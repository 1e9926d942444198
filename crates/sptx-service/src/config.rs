//! Service configuration.
//!
//! Built once at startup and carried in `AppState`. Every external
//! integration is optional: a missing key disables the routes that need it,
//! which then answer 500 at call time.

use serde::Deserialize;
use std::path::Path;

/// Service configuration loaded from environment variables.
#[derive(Debug, Clone)]
pub struct ServiceConfig {
    /// Address to listen on (default: "0.0.0.0:8080").
    pub listen_addr: String,

    /// Path to the `RocksDB` data directory (default: "/data/sptx").
    pub data_dir: String,

    /// Paystack secret key; also the webhook signing key.
    pub paystack_secret_key: Option<String>,

    /// Paystack API base URL.
    pub paystack_base_url: String,

    /// Where Paystack redirects the payer after checkout.
    pub payment_callback_url: Option<String>,

    /// Generative-text API key.
    pub genai_api_key: Option<String>,

    /// Generative-text API base URL.
    pub genai_base_url: String,

    /// Generative-text model name.
    pub genai_model: String,

    /// Transactional email API key.
    pub mail_api_key: Option<String>,

    /// Transactional email API base URL.
    pub mail_base_url: String,

    /// Sender address for transactional email.
    pub mail_sender_email: String,

    /// Sender display name for transactional email.
    pub mail_sender_name: String,

    /// Template used for ticket confirmation email.
    pub ticket_template_id: Option<i64>,

    /// Notification API key.
    pub notify_api_key: Option<String>,

    /// Notification API base URL.
    pub notify_base_url: String,

    /// Base URL of the platform's own inventory and analytics endpoints.
    pub platform_base_url: Option<String>,

    /// Payment-status reads before giving up on a pending reference.
    pub payment_poll_attempts: u32,

    /// Pause between payment-status reads, in milliseconds.
    pub payment_poll_delay_ms: u64,

    /// CORS allowed origins.
    pub cors_origins: Vec<String>,

    /// Maximum request body size in bytes.
    pub max_body_bytes: usize,

    /// Request timeout in seconds.
    pub request_timeout_seconds: u64,
}

/// Paystack secrets file structure.
#[derive(Debug, Deserialize)]
struct PaystackSecrets {
    secret_key: String,
    #[serde(default)]
    callback_url: Option<String>,
}

impl ServiceConfig {
    /// Load configuration from environment variables and secrets files.
    #[must_use]
    pub fn from_env() -> Self {
        let defaults = Self::default();

        // Try to load Paystack secrets from file first, then fall back to env vars
        let (paystack_secret_key, payment_callback_url) = load_paystack_secrets();

        Self {
            listen_addr: env_or("LISTEN_ADDR", defaults.listen_addr),
            data_dir: env_or("DATA_DIR", defaults.data_dir),
            paystack_secret_key,
            paystack_base_url: env_or("PAYSTACK_BASE_URL", defaults.paystack_base_url),
            payment_callback_url,
            genai_api_key: std::env::var("GEMINI_API_KEY").ok(),
            genai_base_url: env_or("GEMINI_BASE_URL", defaults.genai_base_url),
            genai_model: env_or("GEMINI_MODEL", defaults.genai_model),
            mail_api_key: std::env::var("MAIL_API_KEY").ok(),
            mail_base_url: env_or("MAIL_BASE_URL", defaults.mail_base_url),
            mail_sender_email: env_or("MAIL_SENDER_EMAIL", defaults.mail_sender_email),
            mail_sender_name: env_or("MAIL_SENDER_NAME", defaults.mail_sender_name),
            ticket_template_id: std::env::var("MAIL_TICKET_TEMPLATE_ID")
                .ok()
                .and_then(|s| s.parse().ok()),
            notify_api_key: std::env::var("NOTIFY_API_KEY").ok(),
            notify_base_url: env_or("NOTIFY_BASE_URL", defaults.notify_base_url),
            platform_base_url: std::env::var("PLATFORM_BASE_URL").ok(),
            payment_poll_attempts: env_parse(
                "PAYMENT_POLL_ATTEMPTS",
                defaults.payment_poll_attempts,
            ),
            payment_poll_delay_ms: env_parse(
                "PAYMENT_POLL_DELAY_MS",
                defaults.payment_poll_delay_ms,
            ),
            cors_origins: std::env::var("CORS_ORIGINS")
                .unwrap_or_else(|_| "*".into())
                .split(',')
                .map(|s| s.trim().to_string())
                .collect(),
            max_body_bytes: env_parse("MAX_BODY_BYTES", defaults.max_body_bytes),
            request_timeout_seconds: env_parse(
                "REQUEST_TIMEOUT_SECONDS",
                defaults.request_timeout_seconds,
            ),
        }
    }
}

fn env_or(name: &str, default: String) -> String {
    std::env::var(name).unwrap_or(default)
}

fn env_parse<T: std::str::FromStr>(name: &str, default: T) -> T {
    std::env::var(name)
        .ok()
        .and_then(|s| s.parse().ok())
        .unwrap_or(default)
}

/// Load Paystack secrets from file or environment.
fn load_paystack_secrets() -> (Option<String>, Option<String>) {
    let secret_paths = [".secrets/paystack.json", "../.secrets/paystack.json"];

    for path in &secret_paths {
        if let Ok(secrets) = load_secrets_file::<PaystackSecrets>(path) {
            tracing::info!(path = %path, "Loaded Paystack secrets from file");
            return (
                Some(secrets.secret_key),
                secrets
                    .callback_url
                    .or_else(|| std::env::var("PAYMENT_CALLBACK_URL").ok()),
            );
        }
    }

    // Fall back to environment variables
    tracing::debug!("Paystack secrets file not found, using environment variables");
    (
        std::env::var("PAYSTACK_SECRET_KEY").ok(),
        std::env::var("PAYMENT_CALLBACK_URL").ok(),
    )
}

/// Load secrets from a JSON file.
fn load_secrets_file<T: serde::de::DeserializeOwned>(path: &str) -> Result<T, std::io::Error> {
    let path = Path::new(path);
    if !path.exists() {
        return Err(std::io::Error::new(
            std::io::ErrorKind::NotFound,
            "Secrets file not found",
        ));
    }
    let contents = std::fs::read_to_string(path)?;
    serde_json::from_str(&contents)
        .map_err(|e| std::io::Error::new(std::io::ErrorKind::InvalidData, e))
}

impl Default for ServiceConfig {
    fn default() -> Self {
        Self {
            listen_addr: "0.0.0.0:8080".into(),
            data_dir: "/data/sptx".into(),
            paystack_secret_key: None,
            paystack_base_url: "https://api.paystack.co".into(),
            payment_callback_url: None,
            genai_api_key: None,
            genai_base_url: "https://generativelanguage.googleapis.com".into(),
            genai_model: "gemini-1.5-flash".into(),
            mail_api_key: None,
            mail_base_url: "https://api.brevo.com".into(),
            mail_sender_email: "tickets@sptx.app".into(),
            mail_sender_name: "SPTX Tickets".into(),
            ticket_template_id: None,
            notify_api_key: None,
            notify_base_url: "https://api.novu.co".into(),
            platform_base_url: None,
            payment_poll_attempts: 3,
            payment_poll_delay_ms: 2000,
            cors_origins: vec!["*".into()],
            max_body_bytes: 1024 * 1024,
            request_timeout_seconds: 30,
        }
    }
}

#[cfg(test)]
mod tests {
    use super::*;

    #[test]
    fn defaults_poll_three_times_two_seconds_apart() {
        let config = ServiceConfig::default();
        assert_eq!(config.payment_poll_attempts, 3);
        assert_eq!(config.payment_poll_delay_ms, 2000);
        assert!(config.paystack_secret_key.is_none());
    }

    #[test]
    fn missing_secrets_file_is_not_found() {
        let err = load_secrets_file::<PaystackSecrets>("does/not/exist.json").unwrap_err();
        assert_eq!(err.kind(), std::io::ErrorKind::NotFound);
    }
}
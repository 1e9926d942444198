//! Transactional email and notifications.
//!
//! Email goes through the [`Mailer`] trait so the issuance workflow can send
//! confirmations without knowing the provider. [`TemplateMailClient`] is the
//! production implementation; [`NotifyClient`] triggers notification
//! workflows.

mod notify;
mod template;

use async_trait::async_trait;
use serde::Serialize;
use serde_json::Value;

use sptx_core::TicketRecord;

pub use notify::{NotifyClient, NotifyReceipt};
pub use template::TemplateMailClient;

/// Error type for mail and notification operations.
#[derive(Debug, thiserror::Error)]
pub enum MailError {
    /// HTTP request failed.
    #[error("HTTP error: {0}")]
    Http(#[from] reqwest::Error),

    /// The provider rejected the request.
    #[error("mail provider error: {status} - {message}")]
    Api {
        /// HTTP status code.
        status: u16,
        /// Error message.
        message: String,
    },

    /// Serialization error.
    #[error("Serialization error: {0}")]
    Serialization(#[from] serde_json::Error),
}

/// One templated email.
#[derive(Debug, Clone, PartialEq)]
pub struct TemplateMail {
    /// Recipient address.
    pub to: String,
    /// Recipient display name.
    pub name: Option<String>,
    /// Provider template id.
    pub template_id: i64,
    /// Template parameters.
    pub params: Value,
}

/// Sends templated email.
#[async_trait]
pub trait Mailer: Send + Sync {
    /// Send one email, returning the provider's message id.
    async fn send(&self, mail: &TemplateMail) -> Result<String, MailError>;
}

/// Parameters of the ticket confirmation template.
#[derive(Debug, Clone, Default, PartialEq, Eq, Serialize)]
#[serde(rename_all = "camelCase")]
pub struct TicketMailParams {
    /// Attendee name.
    pub name: String,
    /// Ticket identifier.
    pub ticket_id: String,
    /// Event display name.
    pub event_name: String,
    /// Ticket tier.
    #[serde(skip_serializing_if = "Option::is_none")]
    pub ticket_type: Option<String>,
    /// Venue.
    #[serde(skip_serializing_if = "Option::is_none")]
    pub event_venue: Option<String>,
    /// Event date.
    #[serde(skip_serializing_if = "Option::is_none")]
    pub event_date: Option<String>,
    /// Event time.
    #[serde(skip_serializing_if = "Option::is_none")]
    pub event_time: Option<String>,
    /// Amount paid, formatted in naira.
    #[serde(skip_serializing_if = "Option::is_none")]
    pub amount_paid: Option<String>,
}

impl TicketMailParams {
    /// Template parameters for an issued ticket.
    #[must_use]
    pub fn from_ticket(ticket: &TicketRecord) -> Self {
        Self {
            name: ticket.attendee_name.clone(),
            ticket_id: ticket.ticket_id.to_string(),
            event_name: ticket.event_name.clone(),
            ticket_type: Some(ticket.ticket_type.clone()).filter(|t| !t.is_empty()),
            event_venue: ticket.event_venue.clone(),
            event_date: ticket.event_date.clone(),
            event_time: ticket.event_time.clone(),
            amount_paid: Some(format_naira(ticket.total_amount)),
        }
    }

    /// Build the email for `to` using the given template.
    ///
    /// # Errors
    ///
    /// Returns an error if the parameters cannot be serialized.
    pub fn into_mail(self, to: &str, template_id: i64) -> Result<TemplateMail, MailError> {
        let name = Some(self.name.clone()).filter(|n| !n.is_empty());
        Ok(TemplateMail {
            to: to.to_string(),
            name,
            template_id,
            params: serde_json::to_value(self)?,
        })
    }
}

/// Format kobo as a naira amount, e.g. `1050000` → `"₦10,500.00"`.
#[must_use]
pub fn format_naira(kobo: i64) -> String {
    let sign = if kobo < 0 { "-" } else { "" };
    let kobo = kobo.unsigned_abs();
    let naira = (kobo / 100).to_string();

    let mut grouped = String::with_capacity(naira.len() + naira.len() / 3);
    for (i, digit) in naira.chars().enumerate() {
        if i > 0 && (naira.len() - i) % 3 == 0 {
            grouped.push(',');
        }
        grouped.push(digit);
    }

    format!("{sign}\u{20a6}{grouped}.{:02}", kobo % 100)
}
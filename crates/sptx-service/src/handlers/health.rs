//! Health check handlers.
//!
//! Every route group answers its own liveness probe with a static payload.

use axum::Json;
use serde::Serialize;

/// Health check response.
#[derive(Debug, Serialize)]
pub struct HealthResponse {
    /// Service status.
    pub status: &'static str,
    /// Service name.
    pub service: &'static str,
    /// Route group being probed.
    pub component: &'static str,
    /// Service version.
    pub version: &'static str,
}

fn liveness(component: &'static str) -> Json<HealthResponse> {
    Json(HealthResponse {
        status: "ok",
        service: "sptx",
        component,
        version: env!("CARGO_PKG_VERSION"),
    })
}

/// Health check endpoint.
pub async fn health() -> Json<HealthResponse> {
    liveness("service")
}

/// `GET /payment/health`
pub async fn payment() -> Json<HealthResponse> {
    liveness("payment")
}

/// `GET /webhook/health`
pub async fn webhook() -> Json<HealthResponse> {
    liveness("webhook")
}

/// `GET /ticket/health`
pub async fn ticket() -> Json<HealthResponse> {
    liveness("ticket")
}

/// `GET /verify/health`
pub async fn verify() -> Json<HealthResponse> {
    liveness("verify")
}

/// `GET /enhance/health`
pub async fn enhance() -> Json<HealthResponse> {
    liveness("enhance")
}

/// `GET /mail/health`
pub async fn mail() -> Json<HealthResponse> {
    liveness("mail")
}

/// `GET /notify/health`
pub async fn notify() -> Json<HealthResponse> {
    liveness("notify")
}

## [ACTIVITY]
Using the material above, filter for lines holding "webhook" and copy each one.

## [OUTPUT OF THE TASK]
    /// Paystack secret key; also the webhook signing key.
/// `GET /webhook/health`
pub async fn webhook() -> Json<HealthResponse> {
    liveness("webhook")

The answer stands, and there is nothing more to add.